* **Problem**
All of the data is to be copied without a single change.

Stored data
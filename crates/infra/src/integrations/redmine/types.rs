//! Redmine JSON envelopes.

use harvestmine_domain::constants::API_DATE_FORMAT;
use harvestmine_domain::{
    Activity, ActivityId, Issue, NewTimeEntry, RedmineEntryId, RedmineUser, TicketId, UserId,
};
use serde::{Deserialize, Serialize};

#[derive(Debug, Deserialize)]
pub struct UserEnvelope {
    pub user: RedmineUser,
}

#[derive(Debug, Deserialize)]
pub struct ActivitiesEnvelope {
    #[serde(default)]
    pub time_entry_activities: Vec<Activity>,
}

#[derive(Debug, Deserialize)]
pub struct IssueEnvelope {
    pub issue: Issue,
}

/// `{"time_entry": {...}}` wrapper used for both request and response.
#[derive(Debug, Serialize, Deserialize)]
pub struct TimeEntryEnvelope<T> {
    pub time_entry: T,
}

#[derive(Debug, Deserialize)]
pub struct CreatedTimeEntry {
    pub id: RedmineEntryId,
}

/// Body of `POST /time_entries.json`.
#[derive(Debug, Clone, PartialEq, Serialize)]
pub struct TimeEntryPayload {
    pub issue_id: TicketId,
    pub spent_on: String,
    pub hours: f64,
    pub activity_id: ActivityId,
    pub comments: String,
    pub user_id: UserId,
}

impl From<&NewTimeEntry> for TimeEntryPayload {
    fn from(entry: &NewTimeEntry) -> Self {
        Self {
            issue_id: entry.issue_id,
            spent_on: entry.spent_on.format(API_DATE_FORMAT).to_string(),
            hours: entry.hours,
            activity_id: entry.activity_id,
            comments: entry.comments.clone(),
            user_id: entry.user_id,
        }
    }
}

/// Error body returned with HTTP 422.
#[derive(Debug, Default, Deserialize)]
pub struct ErrorsBody {
    #[serde(default)]
    pub errors: Vec<String>,
}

* **Solution for this exercise**
filename crates/infra/src/integrations/redmine/types.rs
//! Redmine JSON envelopes.

use harvestmine_domain::constants::API_DATE_FORMAT;
use harvestmine_domain::{
    Activity, ActivityId, Issue, NewTimeEntry, RedmineEntryId, RedmineUser, TicketId, UserId,
};
use serde::{Deserialize, Serialize};

#[derive(Debug, Deserialize)]
pub struct UserEnvelope {
    pub user: RedmineUser,
}

#[derive(Debug, Deserialize)]
pub struct ActivitiesEnvelope {
    #[serde(default)]
    pub time_entry_activities: Vec<Activity>,
}

#[derive(Debug, Deserialize)]
pub struct IssueEnvelope {
    pub issue: Issue,
}

/// `{"time_entry": {...}}` wrapper used for both request and response.
#[derive(Debug, Serialize, Deserialize)]
pub struct TimeEntryEnvelope<T> {
    pub time_entry: T,
}

#[derive(Debug, Deserialize)]
pub struct CreatedTimeEntry {
    pub id: RedmineEntryId,
}

/// Body of `POST /time_entries.json`.
#[derive(Debug, Clone, PartialEq, Serialize)]
pub struct TimeEntryPayload {
    pub issue_id: TicketId,
    pub spent_on: String,
    pub hours: f64,
    pub activity_id: ActivityId,
    pub comments: String,
    pub user_id: UserId,
}

impl From<&NewTimeEntry> for TimeEntryPayload {
    fn from(entry: &NewTimeEntry) -> Self {
        Self {
            issue_id: entry.issue_id,
            spent_on: entry.spent_on.format(API_DATE_FORMAT).to_string(),
            hours: entry.hours,
            activity_id: entry.activity_id,
            comments: entry.comments.clone(),
            user_id: entry.user_id,
        }
    }
}

/// Error body returned with HTTP 422.
#[derive(Debug, Default, Deserialize)]
pub struct ErrorsBody {
    #[serde(default)]
    pub errors: Vec<String>,
}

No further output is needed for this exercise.